How do companies move past command and control, to cooperation (and shared governance)? Can managers who tightfistedly grasp the reigns be convinced to lead with, and not at, their employees? The mindset of “I don’t work for you and you don’t work for me,” but together, we create customer product occurs when fellow workers are treated as equals – and when “bosses” cease needing hierarchical distinctions to enhance a teetering sense of esteem; when they realize employees are not props in their self-created dramas.

Workers in a delayered company desire latitude (and not servitude). In 1981, Manz and Sims  coined the term “unleader” to describe team organization in which “leaders” play the role of coach, cheerleader, expediter, and facilitator. In an imploded hierarchy (or a profession where employees operate independently (e.g., forest ranger, insurance agent, real estate broker, or repair person)) the atmosphere is one in which greater freedom is (or should be) the norm. A leader’s job then is to keep the lines of communication open; to engage in management by wandering around, in a culture where annual performance appraisal is replaced with monthly conversations (that go both ways (McCord, 2017)) – creating a “team of all equals” rather than a hornet’s nest comprised of rival workers.

Employee-centric guidelines (combined with exemplary top-level leadership), is the winning ticket within lateral firms: the referent power and relational capital that Herb Kelleher plied to achieve extraordinary financial returns.
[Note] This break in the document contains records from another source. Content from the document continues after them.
//! Integration tests for register bank mapping on the scalar/vector target.
//!
//! Instruction streams are written in TIR so each test reads like the
//! machine code it exercises.

use tpde_target::amdgpu::AmdgpuRegisterBankInfo;
use tpde_target::core::{
    BankAssignment, InstructionMapping, MachineInstr, Operand, RegisterBank, RegisterBankInfo,
    SelectMode, ValueMapping, VirtReg, REGISTER_BANKS,
};
use tpde_target::test_ir::TestFunction;

fn init_logger() {
    let _ = env_logger::builder().is_test(true).try_init();
}

fn parse(text: &str) -> TestFunction {
    TestFunction::parse(text).unwrap_or_else(|e| panic!("failed to parse TIR: {e}\n{text}"))
}

fn mapped(mapping: &InstructionMapping) -> Vec<Option<ValueMapping>> {
    mapping.operands().iter().collect()
}

const MIXED_STREAM: &str = "\
%0:p64 = COPY %9:sreg_64
%1:s32 = G_LOAD %0 :: uniform
%2:s32 = G_LOAD %0 :: divergent
%3:s16 = G_CONSTANT 7
%4:p64 = G_GEP %0, %1, @table
G_STORE %2, %4 :: divergent
%5:s32 = G_ADD %1, %2
%6:s64 = G_INTRINSIC @llvm.amdgcn.readfirstlane, %5, 3
G_INTRINSIC 5, %1
";

#[test]
fn test_every_candidate_covers_every_operand() {
    init_logger();
    let func = parse(MIXED_STREAM);
    let rbi = AmdgpuRegisterBankInfo::new();

    for mi in func.instrs() {
        for mapping in rbi.instr_possible_mappings(mi, &func) {
            assert_eq!(mapping.operands().len(), mi.num_operands(), "{mi}: {mapping}");
            assert_eq!(mapping.num_operands(), mi.num_operands(), "{mi}: {mapping}");
        }
        for mode in [SelectMode::Fast, SelectMode::Greedy] {
            for mapping in rbi.assign(mi, &func, mode).candidates() {
                assert_eq!(mapping.operands().len(), mi.num_operands(), "{mi}: {mapping}");
            }
        }
    }
}

#[test]
fn test_default_mappings_verify() {
    let func = parse(MIXED_STREAM);
    let rbi = AmdgpuRegisterBankInfo::new();
    for mi in func.instrs() {
        let mapping = rbi.instr_mapping(mi, &func);
        assert!(mapping.verify(mi, &func), "{mi}: {mapping}");
    }
}

#[test]
fn test_load_bank_follows_uniformity() {
    let func = parse(
        "%1:s32 = G_LOAD %0:p64 :: uniform\n\
         %2:s32 = G_LOAD %0 :: divergent\n",
    );
    let rbi = AmdgpuRegisterBankInfo::new();

    let uniform = rbi.instr_mapping(&func.instrs()[0], &func);
    assert_eq!(
        mapped(&uniform),
        vec![Some(ValueMapping::scalar(32)), Some(ValueMapping::scalar(64))]
    );

    let divergent = rbi.instr_mapping(&func.instrs()[1], &func);
    assert_eq!(
        mapped(&divergent),
        vec![Some(ValueMapping::vector(32)), Some(ValueMapping::vector(64))]
    );
}

#[test]
fn test_load_without_single_uniform_mem_operand_is_divergent() {
    let func = parse(
        "%1:s32 = G_LOAD %0:p64\n\
         %2:s32 = G_LOAD %0 :: uniform :: uniform\n",
    );
    let rbi = AmdgpuRegisterBankInfo::new();
    for mi in func.instrs() {
        let mapping = rbi.instr_mapping(mi, &func);
        assert_eq!(mapping.operand_mapping(0).map(|vm| vm.bank()), Some(RegisterBank::Vector));
        assert_eq!(mapping.operand_mapping(1).map(|vm| vm.bank()), Some(RegisterBank::Vector));
    }
}

#[test]
fn test_load_alternatives_are_fixed() {
    let func = parse(
        "%1:s32 = G_LOAD %0:p64 :: uniform\n\
         %2:s32 = G_LOAD %0 :: divergent\n",
    );
    let rbi = AmdgpuRegisterBankInfo::new();

    for mi in func.instrs() {
        let alternatives = rbi.instr_alternative_mappings(mi, &func);
        let costs: Vec<_> = alternatives.iter().map(InstructionMapping::cost).collect();
        assert_eq!(costs, vec![1, 2, 3], "{mi}");

        let banks: Vec<_> = alternatives
            .iter()
            .map(|m| (m.operand_mapping(0), m.operand_mapping(1)))
            .collect();
        assert_eq!(
            banks,
            vec![
                (Some(ValueMapping::scalar(32)), Some(ValueMapping::scalar(64))),
                (Some(ValueMapping::vector(32)), Some(ValueMapping::vector(64))),
                (Some(ValueMapping::vector(32)), Some(ValueMapping::scalar(64))),
            ]
        );
    }
}

#[test]
fn test_assign_is_deterministic() {
    let func = parse(MIXED_STREAM);
    let rbi = AmdgpuRegisterBankInfo::new();
    for mi in func.instrs() {
        for mode in [SelectMode::Fast, SelectMode::Greedy] {
            assert_eq!(rbi.assign(mi, &func, mode), rbi.assign(mi, &func, mode), "{mi}");
        }
    }
}

#[test]
fn test_assign_modes() {
    let func = parse(
        "%1:s32 = G_LOAD %0:p64 :: divergent\n\
         %2:s32 = G_ADD %1, %1\n",
    );
    let rbi = AmdgpuRegisterBankInfo::new();
    let load = &func.instrs()[0];
    let add = &func.instrs()[1];

    match rbi.assign(load, &func, SelectMode::Fast) {
        BankAssignment::Single(mapping) => assert_eq!(mapping, rbi.instr_mapping(load, &func)),
        other => panic!("fast mode returned {other:?}"),
    }
    match rbi.assign(load, &func, SelectMode::Greedy) {
        BankAssignment::Alternatives(mappings) => assert_eq!(mappings.len(), 3),
        other => panic!("greedy mode returned {other:?}"),
    }
    // Without alternatives greedy mode falls back to the default mapping.
    assert_eq!(
        rbi.assign(add, &func, SelectMode::Greedy),
        BankAssignment::Single(rbi.instr_mapping(add, &func))
    );

    let possible = rbi.instr_possible_mappings(load, &func);
    assert_eq!(possible.len(), 4);
    assert_eq!(possible[0], rbi.instr_mapping(load, &func));
}

#[test]
fn test_store_address_is_always_vector_64() {
    let func = parse(
        "G_STORE %1:s32, %0:p32 :: uniform\n\
         G_STORE %2:s16, %3:p64 :: divergent\n",
    );
    let rbi = AmdgpuRegisterBankInfo::new();

    let narrow = rbi.instr_mapping(&func.instrs()[0], &func);
    assert_eq!(
        mapped(&narrow),
        vec![Some(ValueMapping::vector(32)), Some(ValueMapping::vector(64))]
    );

    let wide = rbi.instr_mapping(&func.instrs()[1], &func);
    assert_eq!(
        mapped(&wide),
        vec![Some(ValueMapping::vector(16)), Some(ValueMapping::vector(64))]
    );
}

#[test]
fn test_constant_and_gep_are_scalar() {
    let func = parse(
        "%3:s16 = G_CONSTANT 7\n\
         %4:p64 = G_GEP %0:p64, %1:s32, @table\n",
    );
    let rbi = AmdgpuRegisterBankInfo::new();

    let constant = rbi.instr_mapping(&func.instrs()[0], &func);
    assert_eq!(mapped(&constant), vec![Some(ValueMapping::scalar(16)), None]);

    let gep = rbi.instr_mapping(&func.instrs()[1], &func);
    assert_eq!(
        mapped(&gep),
        vec![
            Some(ValueMapping::scalar(64)),
            Some(ValueMapping::scalar(64)),
            Some(ValueMapping::scalar(32)),
            None,
        ]
    );
}

#[test]
fn test_fallback_sizes_by_previous_register() {
    let func = parse(
        "G_INTRINSIC 5, %1:s32\n\
         %6:s64 = G_INTRINSIC @llvm.amdgcn.readfirstlane, %5:s32, 3\n",
    );
    let rbi = AmdgpuRegisterBankInfo::new();

    let leading_imm = rbi.instr_mapping(&func.instrs()[0], &func);
    assert_eq!(
        mapped(&leading_imm),
        vec![Some(ValueMapping::scalar(0)), Some(ValueMapping::scalar(32))]
    );

    let mixed = rbi.instr_mapping(&func.instrs()[1], &func);
    assert_eq!(
        mapped(&mixed),
        vec![
            Some(ValueMapping::scalar(64)),
            Some(ValueMapping::scalar(64)),
            Some(ValueMapping::scalar(32)),
            Some(ValueMapping::scalar(32)),
        ]
    );
}

#[test]
fn test_bank_table_and_classes() {
    let rbi = AmdgpuRegisterBankInfo::new();
    assert_eq!(REGISTER_BANKS.len(), 2);
    assert_eq!(rbi.reg_bank(0).name, "SGPR");
    assert_eq!(rbi.reg_bank(1).name, "VGPR");

    let func = parse("%0:sreg_64 = COPY %1:vgpr_32\n");
    assert_eq!(
        rbi.instr_mapping(&func.instrs()[0], &func).operand_mapping(1),
        Some(ValueMapping::scalar(32))
    );
}

#[test]
#[should_panic(expected = "no resolvable width")]
fn test_unresolved_width_is_fatal() {
    let func = TestFunction::new();
    let mi = MachineInstr::new(
        tpde_target::core::Opcode::Load,
        vec![Operand::Reg(VirtReg(1)), Operand::Reg(VirtReg(0))],
    )
    .with_defs(1);
    AmdgpuRegisterBankInfo::new().instr_mapping(&mi, &func);
}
Leading in a delayered environment is then a pull strategy – the greater the emotional currency that supervisors have massed, the stronger will be their personal magnetism.
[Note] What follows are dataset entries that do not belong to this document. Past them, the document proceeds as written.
//! Nyuzi target components.
//!
//! Nyuzi encodes every instruction as one 32-bit little-endian word. This
//! module provides the fixup kind table and the assembler backend that patches
//! resolved values into those words.

pub mod asm_backend;
pub mod fixup_kinds;

pub use asm_backend::{NyuziAsmBackend, INSTRUCTION_BYTES, PC_FETCH_OFFSET};
pub use fixup_kinds::{
    fixup_kind_info, HI19, IMM_LO13, NUM_TARGET_FIXUP_KINDS, PCREL_BRANCH,
    PCREL_COMPUTE_LABEL_ADDRESS, PCREL_MEM_ACC_EXT,
};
Workers will move mountains for those by whom they measure their personal yardstick. More than a compulsory check-in with those whom bosses “manage” is therefore necessary to establish a culture of compassionate and deliberate kindness, along with an egalitarian “team of all leaders.” The extent to which employees admire their supervisor is the degree to which those individuals’ “management” becomes effortless.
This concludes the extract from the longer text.